The Real Estate Settlement Procedure Act Regulation (RESPA) Regulation X and Truth in Lending Act (TILA) Regulation Z (both of which took effect Jan. 10, 2014) are over two years old already. Because I’ve had the opportunity to conduct seminars around the country and our firm has filed more than 50 cases in federal court, I spend a lot of time studying the case law that has developed around these new regulations. These new laws hold mortgage loan servicers more accountable and provide meaningful tools to mortgage borrowers in distress and the lawyers who represent them.
Having spent part of my career in the public sector, the prospect of being part of the implementation of the first new federal regulatory scheme by way of “private attorney general” in several decades is professionally exciting and challenging. I feel very lucky to be one of the rare people and very few lawyers I know who can’t wait to get out of bed in the morning and get to work. Certainly, unlike the lawyers on the other side of our cases, I find great inspiration in my clients, almost all of whom are fighting back from some devastating setback with courage and determination.
Making the best use of these new regulations which require high standards of servicer conduct can greatly enhance the law practices that we all value and make it more likely to obtain justice for our clients and maybe even get paid.

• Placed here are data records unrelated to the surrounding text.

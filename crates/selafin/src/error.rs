//! Result and Error types for the selafin module

use crate::precision::Precision;

/// Type alias for `Result<T, selafin::Error>`
pub type Result<T> = core::result::Result<T, Error>;

#[derive(thiserror::Error, Debug)]
/// The error type for `hydromesh-selafin`
pub enum Error {
    /// Underlying file I/O error
    #[error("failure in file I/O")]
    IOError(#[from] std::io::Error),

    /// Failure to serialise or deserialise a fixed integer record
    #[error("failed to (de)serialise fixed record")]
    UnableToSerialise(#[from] Box<bincode::ErrorKind>),

    /// Failure to serialise to a JSON string
    #[error("failed serde JSON operation")]
    JSONError(#[from] serde_json::Error),

    /// End of stream part way through a record
    #[error("file truncated part way through a record at byte {offset}")]
    Truncated { offset: u64 },

    /// Length prefix and length suffix of a record disagree
    #[error("corrupt record at byte {offset} (prefix {prefix:?}, suffix {suffix:?})")]
    CorruptRecord { offset: u64, prefix: i32, suffix: i32 },

    /// Length marker that can not describe any payload
    #[error("invalid record length {length:?} at byte {offset}")]
    InvalidRecordLength { offset: u64, length: i32 },

    /// Well framed record with the wrong payload size for its position
    #[error("unexpected record length at byte {offset} (expected {expected:?}, found {found:?})")]
    UnexpectedRecordLength {
        offset: u64,
        expected: usize,
        found: usize,
    },

    /// Count or payload too large for a 4-byte signed integer
    #[error("{what} of {value} does not fit a 4-byte integer")]
    CountOverflow { what: &'static str, value: usize },

    /// Negative value for something that must be a count
    #[error("negative {what} ({value}) in file header")]
    NegativeCount { what: &'static str, value: i32 },

    /// Time step index beyond the blocks present in the file
    #[error("time step {index} requested but only {available} present")]
    TimeStepOutOfRange { index: usize, available: usize },

    /// Connectivity referencing a node that does not exist
    #[error("element {element} references node {node} outside of the {npoin} mesh nodes")]
    NodeIndexOutOfRange {
        element: usize,
        node: i64,
        npoin: usize,
    },

    /// Precision name or float width other than single or double
    #[error("unsupported precision \"{0}\" (expected single/4 or double/8)")]
    UnsupportedPrecision(String),

    /// Declared precision contradicts the precision marker of the file
    #[error("declared {declared} precision but file marker is \"{marker}\"")]
    PrecisionMismatch { declared: Precision, marker: String },

    /// Anything other than 3 nodes per element
    #[error("only triangular elements are supported (found {0} nodes per element)")]
    UnsupportedElement(i32),

    /// Array sizes that disagree with the header or mesh
    #[error("unexpected number of {what} (expected {expected:?}, found {found:?})")]
    UnexpectedDimensions {
        what: &'static str,
        expected: usize,
        found: usize,
    },

    /// Header, mesh, and time steps must be written in that order
    #[error("{0} written out of order")]
    OutOfOrderWrite(&'static str),

    /// IPARAM[9] flags a date block but there is no date to write
    #[error("IPARAM flags a date block but no date was provided")]
    MissingDate,
}
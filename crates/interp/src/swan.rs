//! Wave model `.xyz` output interpolated onto mesh nodes
//!
//! Each line holds `x y` followed by up to four values in the order of
//! [SWAN_VARIABLES], separated by any amount of whitespace and without a
//! header. Lines with a missing value marker are dropped entirely.

// standard library
use std::fs::File;
use std::io::{BufRead, BufReader};
use std::path::Path;

// crate modules
use crate::error::{Error, Result};
use crate::idw::IdwInterpolator;
use crate::points::Point;
use crate::progress::init_progress_bar;

// hydromesh modules
use hydromesh_utils::f;

// external crates
use kdam::BarExt;
use log::{debug, warn};

/// Names and units of the value columns, in file order
pub const SWAN_VARIABLES: [(&str, &str); 4] = [
    ("DEPTH", "M"),
    ("WAVE HEIGHT", "M"),
    ("WAVE PERIOD", "SEC"),
    ("WAVE DIRECTION", "DEG"),
];

/// Values written for dry or undefined points
const MISSING: [f64; 3] = [-99.0, -9.0, -999.0];

/// Valid rows of a wave model `.xyz` table, stored by column
#[derive(Debug, Clone, PartialEq)]
pub struct SwanTable {
    pub x: Vec<f64>,
    pub y: Vec<f64>,
    /// One column per variable
    pub values: Vec<Vec<f64>>,
}

impl SwanTable {
    /// Number of value columns
    pub fn nvariables(&self) -> usize {
        self.values.len()
    }

    /// Name and unit of every value column
    pub fn variables(&self) -> &'static [(&'static str, &'static str)] {
        &SWAN_VARIABLES[..self.nvariables()]
    }

    /// Value of every column at each `(x, y)` location
    ///
    /// Uses inverse distance weighting over the `k` closest rows, so that
    /// locations outside of the wave grid take the closest values.
    pub fn interpolate(
        &self,
        x: &[f64],
        y: &[f64],
        k: usize,
        disable_progress: bool,
    ) -> Result<Vec<Vec<f64>>> {
        let mut bar = init_progress_bar(x.len() * self.nvariables(), "values", disable_progress)?;

        let mut values = Vec::with_capacity(self.nvariables());
        for column in &self.values {
            let points = self
                .x
                .iter()
                .zip(&self.y)
                .zip(column)
                .map(|((x, y), z)| Point::new(*x, *y, *z))
                .collect::<Vec<Point>>();
            let idw = IdwInterpolator::new(&points)?.neighbours(k)?;

            let mut interpolated = Vec::with_capacity(x.len());
            for (x, y) in x.iter().zip(y) {
                interpolated.push(idw.interpolate(*x, *y));
                bar.update(1)?;
            }
            values.push(interpolated);
        }
        Ok(values)
    }
}

/// Read a wave model `.xyz` table
///
/// ```rust, no_run
/// # use hydromesh_interp::read_swan_xyz;
/// let table = read_swan_xyz("./out.xyz").unwrap();
/// println!("{:?}", table.variables());
/// ```
pub fn read_swan_xyz<P: AsRef<Path>>(path: P) -> Result<SwanTable> {
    read_swan_xyz_from(BufReader::new(File::open(path)?))
}

/// Read a wave model `.xyz` table from any buffered reader
pub fn read_swan_xyz_from<R: BufRead>(reader: R) -> Result<SwanTable> {
    let mut table = SwanTable {
        x: Vec::new(),
        y: Vec::new(),
        values: Vec::new(),
    };
    let mut skipped = 0;

    for (i, line) in reader.lines().enumerate() {
        let line = line?;
        if line.trim().is_empty() {
            continue;
        }
        let row = parse_row(&line, i + 1)?;

        if table.values.is_empty() {
            if !(3..=SWAN_VARIABLES.len() + 2).contains(&row.len()) {
                return Err(Error::MalformedRow {
                    line: i + 1,
                    reason: f!("{} columns, expected x, y and 1 to 4 values", row.len()),
                });
            }
            table.values = vec![Vec::new(); row.len() - 2];
        } else if row.len() != table.nvariables() + 2 {
            return Err(Error::MalformedRow {
                line: i + 1,
                reason: f!("{} columns, expected {}", row.len(), table.nvariables() + 2),
            });
        }

        if row[2..].iter().any(|v| MISSING.contains(v)) {
            skipped += 1;
            continue;
        }

        table.x.push(row[0]);
        table.y.push(row[1]);
        for (column, value) in table.values.iter_mut().zip(&row[2..]) {
            column.push(*value);
        }
    }

    if skipped > 0 {
        warn!("Warning: dropped {skipped} rows with missing values");
    }
    if table.x.is_empty() {
        return Err(Error::NoData("wave model rows"));
    }
    debug!("read {} rows of {} variables", table.x.len(), table.nvariables());
    Ok(table)
}

fn parse_row(line: &str, number: usize) -> Result<Vec<f64>> {
    line.split_whitespace()
        .map(|token| match token.parse::<f64>() {
            Ok(value) if value.is_finite() => Ok(value),
            _ => Err(Error::MalformedRow {
                line: number,
                reason: f!("could not parse \"{token}\""),
            }),
        })
        .collect()
}
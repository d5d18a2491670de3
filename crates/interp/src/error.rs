//! Result and Error types for hydromesh-interp

/// Type alias for `Result<T, interp::Error>`
pub type Result<T> = core::result::Result<T, Error>;

/// The error type for the `hydromesh-interp` crate
#[derive(thiserror::Error, Debug)]
pub enum Error {
    #[error("failed input/output stream")]
    IOError(#[from] std::io::Error),

    #[error("failed to read csv records")]
    CsvError(#[from] csv::Error),

    #[error("mesh error")]
    GridError(#[from] hydromesh_grid::Error),

    #[error("failed to initialise progress bar: {0}")]
    ProgressBar(String),

    /// Neighbour count outside of 1..=10
    #[error("number of neighbours must be between 1 and 10, found {0}")]
    InvalidNeighbourCount(usize),

    #[error("no {0} to interpolate from")]
    NoData(&'static str),

    /// Row of a whitespace separated table that cannot be used
    #[error("malformed row on line {line}, {reason}")]
    MalformedRow { line: usize, reason: String },

    /// Polygon with too few vertices to enclose anything
    #[error("polygon {shape} has {vertices} vertices, at least 3 are required")]
    DegeneratePolygon { shape: i64, vertices: usize },
}
//! DAT mesh text format with mixed 1D and 2D elements
//!
//! ```text
//! <N> <E>
//! <id> <x> <y> <z>                x N
//! <id> <type> <n1> <n2> [<n3>]    x E
//! ```
//!
//! Element type `203` is a 2D triangle and `103` a 1D segment. Only the
//! triangles are kept.

// standard library
use std::io::BufRead;
use std::path::Path;

// crate modules
use crate::error::{Error, Result};
use crate::lines::{init_reader, Lines};
use crate::mesh::{Mesh, Node};
use crate::parsers::{counts, element, node, parse_line, to_index};

// hydromesh modules
use hydromesh_utils::f;

// external crates
use log::{debug, info};

/// Element type code of a linear triangle
pub const DAT_TRIANGLE: i64 = 203;

/// Read a DAT mesh file into a [Mesh]
pub fn read_dat<P: AsRef<Path>>(path: P) -> Result<Mesh> {
    read_dat_from(init_reader(path)?)
}

/// Read a DAT mesh from any buffered reader
pub fn read_dat_from<R: BufRead>(reader: R) -> Result<Mesh> {
    let mut lines = Lines::new(reader);

    let header = lines.required("count line", 1, 0)?;
    let (nn, ne) = parse_line(counts, &header, lines.number())?;

    let mut nodes = Vec::new();
    for i in 0..nn {
        let line = lines.required("nodes", nn, i)?;
        let (_, x, y, z) = parse_line(node, &line, lines.number())?;
        nodes.push(Node::new(x, y, z));
    }

    let mut elements = Vec::new();
    for i in 0..ne {
        let line = lines.required("elements", ne, i)?;
        let (_, kind, ids) = parse_line(element, &line, lines.number())?;
        if kind != DAT_TRIANGLE {
            continue;
        }

        match ids.as_slice() {
            [a, b, c] => elements.push([
                to_index("node", *a, nn)?,
                to_index("node", *b, nn)?,
                to_index("node", *c, nn)?,
            ]),
            _ => {
                return Err(Error::MalformedTextRecord {
                    line: lines.number(),
                    reason: f!("type {DAT_TRIANGLE} element with {} nodes", ids.len()),
                })
            }
        }
    }

    if elements.len() < ne {
        info!("dropped {} non-triangular elements", ne - elements.len());
    }
    debug!("read {nn} nodes and {} triangles", elements.len());
    Mesh::new(nodes, elements)
}

#[cfg(test)]
mod tests {
    use super::*;
    use std::io::Cursor;

    const DAT: &str = "\
4 4
1 0.0 0.0 1.0
2 1.0 0.0 2.0
3 1.0 1.0 3.0
4 0.0 1.0 4.0
1 103 1 2
2 203 1 2 3
3 103 3 4
4 203 1 3 4
";

    #[test]
    fn keeps_triangles_only() {
        let mesh = read_dat_from(Cursor::new(DAT)).unwrap();
        assert_eq!(mesh.nnodes(), 4);
        assert_eq!(mesh.elements, vec![[0, 1, 2], [0, 2, 3]]);
    }

    #[test]
    fn rejects_bad_triangles() {
        let text = DAT.replace("4 203 1 3 4", "4 203 1 3");
        assert!(matches!(
            read_dat_from(Cursor::new(text)),
            Err(Error::MalformedTextRecord { line: 9, .. })
        ));

        let text = DAT.replace("4 203 1 3 4", "4 203 1 3 x");
        assert!(read_dat_from(Cursor::new(text)).is_err());
    }

    #[test]
    fn huge_counts_are_missing_records() {
        let text = DAT.replacen("4 4", "1000000000000000000 1", 1);
        assert!(matches!(
            read_dat_from(Cursor::new(text)),
            Err(Error::MalformedTextRecord { .. } | Error::MissingRecords { .. })
        ));

        let text = "2 1000000000000000000\n1 0 0 0\n2 1 0 0\n1 203 1 2 2\n";
        assert!(matches!(
            read_dat_from(Cursor::new(text)),
            Err(Error::MissingRecords {
                what: "elements",
                found: 1,
                ..
            })
        ));
    }
}
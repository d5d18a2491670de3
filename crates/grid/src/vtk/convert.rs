// crate modules
use crate::error::{Error, Result};
use crate::mesh::Mesh;

// internal modules
use crate::vtk::MeshToVtkBuilder;

// extrenal crates
use vtkio::model::{
    Attribute, Attributes, ByteOrder, CellType, Cells, DataArray, DataSet, ElementType, IOBuffer,
    UnstructuredGridPiece, Version, VertexNumbers, Vtk,
};

/// Convert triangular meshes to VTK unstructured grids for plotting
///
/// Every element becomes a VTK triangle and node elevations are written as
/// point data. Further node arrays, such as every variable of a SELAFIN time
/// step, can be attached with [convert_with()](MeshToVtk::convert_with).
///
/// The fields remain public for direct use, but for convenience and style
/// preference a builder pattern is also implemented and recommended.
///
/// ```rust
/// # use hydromesh_grid::vtk::MeshToVtk;
/// // Plot the surface in 3D, naming the elevations after the variable
/// let converter = MeshToVtk::builder()
///     .scalar_name("BOTTOM")
///     .elevate(true)
///     .build();
/// ```
#[derive(Debug, PartialEq)]
pub struct MeshToVtk {
    /// Title of the dataset
    pub title: String,
    /// Name of the node elevation array
    pub scalar_name: String,
    /// Use node elevations as point z coordinates
    pub elevate: bool,
    /// Byte ordering as big or little endian
    pub byte_order: ByteOrder,
}

// Public API
impl MeshToVtk {
    /// Start with the default configuration
    pub fn new() -> MeshToVtk {
        Default::default()
    }

    /// Get an instance of the [MeshToVtkBuilder]
    pub fn builder() -> MeshToVtkBuilder {
        MeshToVtkBuilder::default()
    }

    /// Convert a [Mesh] to a vtkio::Vtk object
    pub fn convert(&self, mesh: &Mesh) -> Vtk {
        self.unstructured_vtk(mesh, self.collect_attributes(mesh))
    }

    /// Convert a [Mesh] with additional named node arrays
    ///
    /// Every array must hold one value per node.
    pub fn convert_with(&self, mesh: &Mesh, arrays: &[(String, Vec<f64>)]) -> Result<Vtk> {
        let mut attributes = self.collect_attributes(mesh);
        for (name, values) in arrays {
            if values.len() != mesh.nnodes() {
                return Err(Error::UnexpectedDimensions {
                    what: "point data values",
                    expected: mesh.nnodes(),
                    found: values.len(),
                });
            }
            attributes
                .point
                .push(Self::scalars(name.trim(), values.clone()));
        }
        Ok(self.unstructured_vtk(mesh, attributes))
    }
}

impl Default for MeshToVtk {
    fn default() -> Self {
        MeshToVtkBuilder::default().build()
    }
}

/// Implementations for building the unstructured grid
impl MeshToVtk {
    fn unstructured_vtk(&self, mesh: &Mesh, data: Attributes) -> Vtk {
        let (connectivity, offsets) = Self::cell_vertices(mesh);

        Vtk {
            version: Version::Auto,
            title: self.title.clone(),
            byte_order: self.byte_order,
            file_path: None,
            data: DataSet::inline(UnstructuredGridPiece {
                points: self.points(mesh).into(),
                cells: Cells {
                    cell_verts: VertexNumbers::XML {
                        connectivity,
                        offsets,
                    },
                    types: vec![CellType::Triangle; mesh.nelements()],
                },
                data,
            }),
        }
    }

    /// Flattened point coordinates
    fn points(&self, mesh: &Mesh) -> Vec<f64> {
        mesh.nodes
            .iter()
            .flat_map(|n| [n.x, n.y, if self.elevate { n.z } else { 0.0 }])
            .collect()
    }

    /// Connectivity and the offset to the end of every cell
    fn cell_vertices(mesh: &Mesh) -> (Vec<u64>, Vec<u64>) {
        let connectivity = mesh
            .elements
            .iter()
            .flatten()
            .map(|&n| n as u64)
            .collect();
        let offsets = (1..=mesh.nelements() as u64).map(|i| i * 3).collect();
        (connectivity, offsets)
    }

    /// Node elevations as the primary point scalars
    fn collect_attributes(&self, mesh: &Mesh) -> Attributes {
        let mut attributes = Attributes::new();
        attributes
            .point
            .push(Self::scalars(&self.scalar_name, mesh.z()));
        attributes
    }

    fn scalars(name: &str, values: Vec<f64>) -> Attribute {
        Attribute::DataArray(DataArray {
            name: name.to_string(),
            elem: ElementType::Scalars {
                num_comp: 1,
                lookup_table: None,
            },
            data: IOBuffer::F64(values),
        })
    }
}

#[cfg(test)]
mod tests {
    use super::*;

    fn mesh() -> Mesh {
        Mesh::from_xyz(
            &[0.0, 1.0, 1.0, 0.0],
            &[0.0, 0.0, 1.0, 1.0],
            &[-1.0, -2.0, -3.0, -4.0],
            vec![[0, 1, 2], [0, 2, 3]],
        )
        .unwrap()
    }

    #[test]
    fn flat_by_default() {
        let converter = MeshToVtk::new();
        assert_eq!(converter.points(&mesh())[..6], [0.0, 0.0, 0.0, 1.0, 0.0, 0.0]);

        let converter = MeshToVtk::builder().elevate(true).build();
        assert_eq!(converter.points(&mesh())[..3], [0.0, 0.0, -1.0]);
    }

    #[test]
    fn cells_are_triangles() {
        let (connectivity, offsets) = MeshToVtk::cell_vertices(&mesh());
        assert_eq!(connectivity, vec![0, 1, 2, 0, 2, 3]);
        assert_eq!(offsets, vec![3, 6]);
    }

    #[test]
    fn arrays_must_match_nodes() {
        let converter = MeshToVtk::new();
        let arrays = vec![("DEPTH".to_string(), vec![1.0; 3])];
        assert!(matches!(
            converter.convert_with(&mesh(), &arrays),
            Err(Error::UnexpectedDimensions { expected: 4, found: 3, .. })
        ));

        let arrays = vec![("DEPTH".to_string(), vec![1.0; 4])];
        let vtk = converter.convert_with(&mesh(), &arrays).unwrap();
        assert_eq!(vtk.title, "created with hydromesh");
    }
}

That’s why, as excited as I am to bring these cases and work with others across the country who aspire to bring them, as with any opportunity in for lawyers who represent consumers, we should take some time to step back to reflect on the risks. I recently read an article in the New York Times about giant rats in Angola who have been trained to sniff out land mines. Sometimes, I feel like those of us who are bringing cases so early in the life of these regulations are just like those rats. We need to train ourselves and our staff to carefully sniff out are the land mines that were placed by the banks, mortgage loan servicers and their lobbyists in the development of the rules themselves.
When mortgage servicers determined that they were never going to convince the Consumer Financial Protection Bureau to set standards for conduct lower than those they set for themselves in the National Mortgage Settlement, they instead worked to create a labyrinth of complicated processes that give them multiple “do-overs” in the loan servicing process. For example, all time limits under the regulations for the servicers run from the date they receive a request or a document. All the timeframes for borrowers run from the date the request for document is sent. This dichotomy not only creates the potential for abuse (half the letters we receive back from servicers have a different date on the letter than on the envelope) but it creates a factual issue around almost every instance of a required request or response.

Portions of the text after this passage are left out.